• **Task details**: Reproduce the records in full. Alter nothing.

### Task input ###

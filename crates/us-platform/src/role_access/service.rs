//! Role Access Service
//!
//! Grants are created and deleted by their (role, access point) pair.
//! Creating an existing pair is rejected; deleting a missing pair is a
//! not-found condition rather than a silent success.

use std::sync::Arc;

use tracing::info;

use crate::details;
use crate::role_access::entity::RoleAccess;
use crate::role_access::repository::RoleAccessRepository;
use crate::store::rollback;
use crate::usecase::{Change, UseCaseError, UseCaseResult};

pub struct RoleAccessService {
    repo: Arc<RoleAccessRepository>,
}

impl RoleAccessService {
    pub fn new(repo: Arc<RoleAccessRepository>) -> Self {
        Self { repo }
    }

    pub async fn list(&self) -> UseCaseResult<Vec<RoleAccess>> {
        self.repo
            .find_all()
            .await
            .map_err(|e| UseCaseError::storage("Failed to list role access grants", e))
    }

    pub async fn create(&self, grant: RoleAccess) -> UseCaseResult<Change<RoleAccess>> {
        grant.validate()?;

        let mut tx = self
            .repo
            .begin()
            .await
            .map_err(|e| UseCaseError::storage("Failed to begin transaction", e))?;

        match self.repo.exists_in(&mut tx, &grant).await {
            Ok(false) => {}
            Ok(true) => {
                rollback(tx).await;
                return Err(UseCaseError::validation_with_details(
                    "ROLE_ACCESS_EXISTS",
                    "Role access already exists",
                    details! { "roleId" => grant.role_id, "apId" => grant.ap_id },
                ));
            }
            Err(e) => {
                rollback(tx).await;
                return Err(UseCaseError::storage("Failed to check role access", e));
            }
        }

        if let Err(e) = self.repo.insert(&mut tx, &grant).await {
            rollback(tx).await;
            return Err(UseCaseError::storage("Failed to insert role access", e));
        }

        tx.commit()
            .await
            .map_err(|e| UseCaseError::storage("Failed to commit role access", e))?;

        info!(role_id = grant.role_id, ap_id = grant.ap_id, "Role access granted");
        Ok(Change::created(grant))
    }

    pub async fn delete(&self, grant: RoleAccess) -> UseCaseResult<Change<RoleAccess>> {
        grant.validate()?;

        let mut tx = self
            .repo
            .begin()
            .await
            .map_err(|e| UseCaseError::storage("Failed to begin transaction", e))?;

        let removed = match self.repo.delete(&mut tx, &grant).await {
            Ok(removed) => removed,
            Err(e) => {
                rollback(tx).await;
                return Err(UseCaseError::storage("Failed to delete role access", e));
            }
        };

        if removed == 0 {
            rollback(tx).await;
            return Err(UseCaseError::not_found_with_details(
                "ROLE_ACCESS_NOT_FOUND",
                "Role access is not found",
                details! { "roleId" => grant.role_id, "apId" => grant.ap_id },
            ));
        }

        tx.commit()
            .await
            .map_err(|e| UseCaseError::storage("Failed to commit role access deletion", e))?;

        info!(role_id = grant.role_id, ap_id = grant.ap_id, "Role access revoked");
        Ok(Change::deleted(grant))
    }
}

#[cfg(test)]
mod tests {
    use super::*;
    use crate::store::test_support::memory_pool;

    async fn service() -> RoleAccessService {
        RoleAccessService::new(Arc::new(RoleAccessRepository::new(memory_pool().await)))
    }

    #[tokio::test]
    async fn test_delete_missing_pair_is_not_found() {
        let service = service().await;
        service.create(RoleAccess::new(1, 3)).await.unwrap();

        let err = service.delete(RoleAccess::new(1, 2)).await.unwrap_err();
        assert!(err.is_not_found());
        assert_eq!(service.list().await.unwrap(), vec![RoleAccess::new(1, 3)]);
    }

    #[tokio::test]
    async fn test_delete_existing_pair() {
        let service = service().await;
        service.create(RoleAccess::new(1, 3)).await.unwrap();

        let change = service.delete(RoleAccess::new(1, 3)).await.unwrap();
        assert_eq!(change.before, Some(RoleAccess::new(1, 3)));
        assert!(service.list().await.unwrap().is_empty());
    }

    #[tokio::test]
    async fn test_duplicate_pair_is_rejected() {
        let service = service().await;
        service.create(RoleAccess::new(2, 5)).await.unwrap();

        let err = service.create(RoleAccess::new(2, 5)).await.unwrap_err();
        assert!(err.is_bad_input());
        assert_eq!(err.code(), "ROLE_ACCESS_EXISTS");
        assert_eq!(service.list().await.unwrap().len(), 1);
    }

    #[tokio::test]
    async fn test_ids_are_required() {
        let service = service().await;
        assert!(service.create(RoleAccess::new(0, 1)).await.unwrap_err().is_bad_input());
        assert!(service.delete(RoleAccess::new(1, 0)).await.unwrap_err().is_bad_input());
    }
}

###

• **Answer to this problem**:
filename crates/us-platform/src/role_access/service.rs
//! Role Access Service
//!
//! Grants are created and deleted by their (role, access point) pair.
//! Creating an existing pair is rejected; deleting a missing pair is a
//! not-found condition rather than a silent success.

use std::sync::Arc;

use tracing::info;

use crate::details;
use crate::role_access::entity::RoleAccess;
use crate::role_access::repository::RoleAccessRepository;
use crate::store::rollback;
use crate::usecase::{Change, UseCaseError, UseCaseResult};

pub struct RoleAccessService {
    repo: Arc<RoleAccessRepository>,
}

impl RoleAccessService {
    pub fn new(repo: Arc<RoleAccessRepository>) -> Self {
        Self { repo }
    }

    pub async fn list(&self) -> UseCaseResult<Vec<RoleAccess>> {
        self.repo
            .find_all()
            .await
            .map_err(|e| UseCaseError::storage("Failed to list role access grants", e))
    }

    pub async fn create(&self, grant: RoleAccess) -> UseCaseResult<Change<RoleAccess>> {
        grant.validate()?;

        let mut tx = self
            .repo
            .begin()
            .await
            .map_err(|e| UseCaseError::storage("Failed to begin transaction", e))?;

        match self.repo.exists_in(&mut tx, &grant).await {
            Ok(false) => {}
            Ok(true) => {
                rollback(tx).await;
                return Err(UseCaseError::validation_with_details(
                    "ROLE_ACCESS_EXISTS",
                    "Role access already exists",
                    details! { "roleId" => grant.role_id, "apId" => grant.ap_id },
                ));
            }
            Err(e) => {
                rollback(tx).await;
                return Err(UseCaseError::storage("Failed to check role access", e));
            }
        }

        if let Err(e) = self.repo.insert(&mut tx, &grant).await {
            rollback(tx).await;
            return Err(UseCaseError::storage("Failed to insert role access", e));
        }

        tx.commit()
            .await
            .map_err(|e| UseCaseError::storage("Failed to commit role access", e))?;

        info!(role_id = grant.role_id, ap_id = grant.ap_id, "Role access granted");
        Ok(Change::created(grant))
    }

    pub async fn delete(&self, grant: RoleAccess) -> UseCaseResult<Change<RoleAccess>> {
        grant.validate()?;

        let mut tx = self
            .repo
            .begin()
            .await
            .map_err(|e| UseCaseError::storage("Failed to begin transaction", e))?;

        let removed = match self.repo.delete(&mut tx, &grant).await {
            Ok(removed) => removed,
            Err(e) => {
                rollback(tx).await;
                return Err(UseCaseError::storage("Failed to delete role access", e));
            }
        };

        if removed == 0 {
            rollback(tx).await;
            return Err(UseCaseError::not_found_with_details(
                "ROLE_ACCESS_NOT_FOUND",
                "Role access is not found",
                details! { "roleId" => grant.role_id, "apId" => grant.ap_id },
            ));
        }

        tx.commit()
            .await
            .map_err(|e| UseCaseError::storage("Failed to commit role access deletion", e))?;

        info!(role_id = grant.role_id, ap_id = grant.ap_id, "Role access revoked");
        Ok(Change::deleted(grant))
    }
}

#[cfg(test)]
mod tests {
    use super::*;
    use crate::store::test_support::memory_pool;

    async fn service() -> RoleAccessService {
        RoleAccessService::new(Arc::new(RoleAccessRepository::new(memory_pool().await)))
    }

    #[tokio::test]
    async fn test_delete_missing_pair_is_not_found() {
        let service = service().await;
        service.create(RoleAccess::new(1, 3)).await.unwrap();

        let err = service.delete(RoleAccess::new(1, 2)).await.unwrap_err();
        assert!(err.is_not_found());
        assert_eq!(service.list().await.unwrap(), vec![RoleAccess::new(1, 3)]);
    }

    #[tokio::test]
    async fn test_delete_existing_pair() {
        let service = service().await;
        service.create(RoleAccess::new(1, 3)).await.unwrap();

        let change = service.delete(RoleAccess::new(1, 3)).await.unwrap();
        assert_eq!(change.before, Some(RoleAccess::new(1, 3)));
        assert!(service.list().await.unwrap().is_empty());
    }

    #[tokio::test]
    async fn test_duplicate_pair_is_rejected() {
        let service = service().await;
        service.create(RoleAccess::new(2, 5)).await.unwrap();

        let err = service.create(RoleAccess::new(2, 5)).await.unwrap_err();
        assert!(err.is_bad_input());
        assert_eq!(err.code(), "ROLE_ACCESS_EXISTS");
        assert_eq!(service.list().await.unwrap().len(), 1);
    }

    #[tokio::test]
    async fn test_ids_are_required() {
        let service = service().await;
        assert!(service.create(RoleAccess::new(0, 1)).await.unwrap_err().is_bad_input());
        assert!(service.delete(RoleAccess::new(1, 0)).await.unwrap_err().is_bad_input());
    }
}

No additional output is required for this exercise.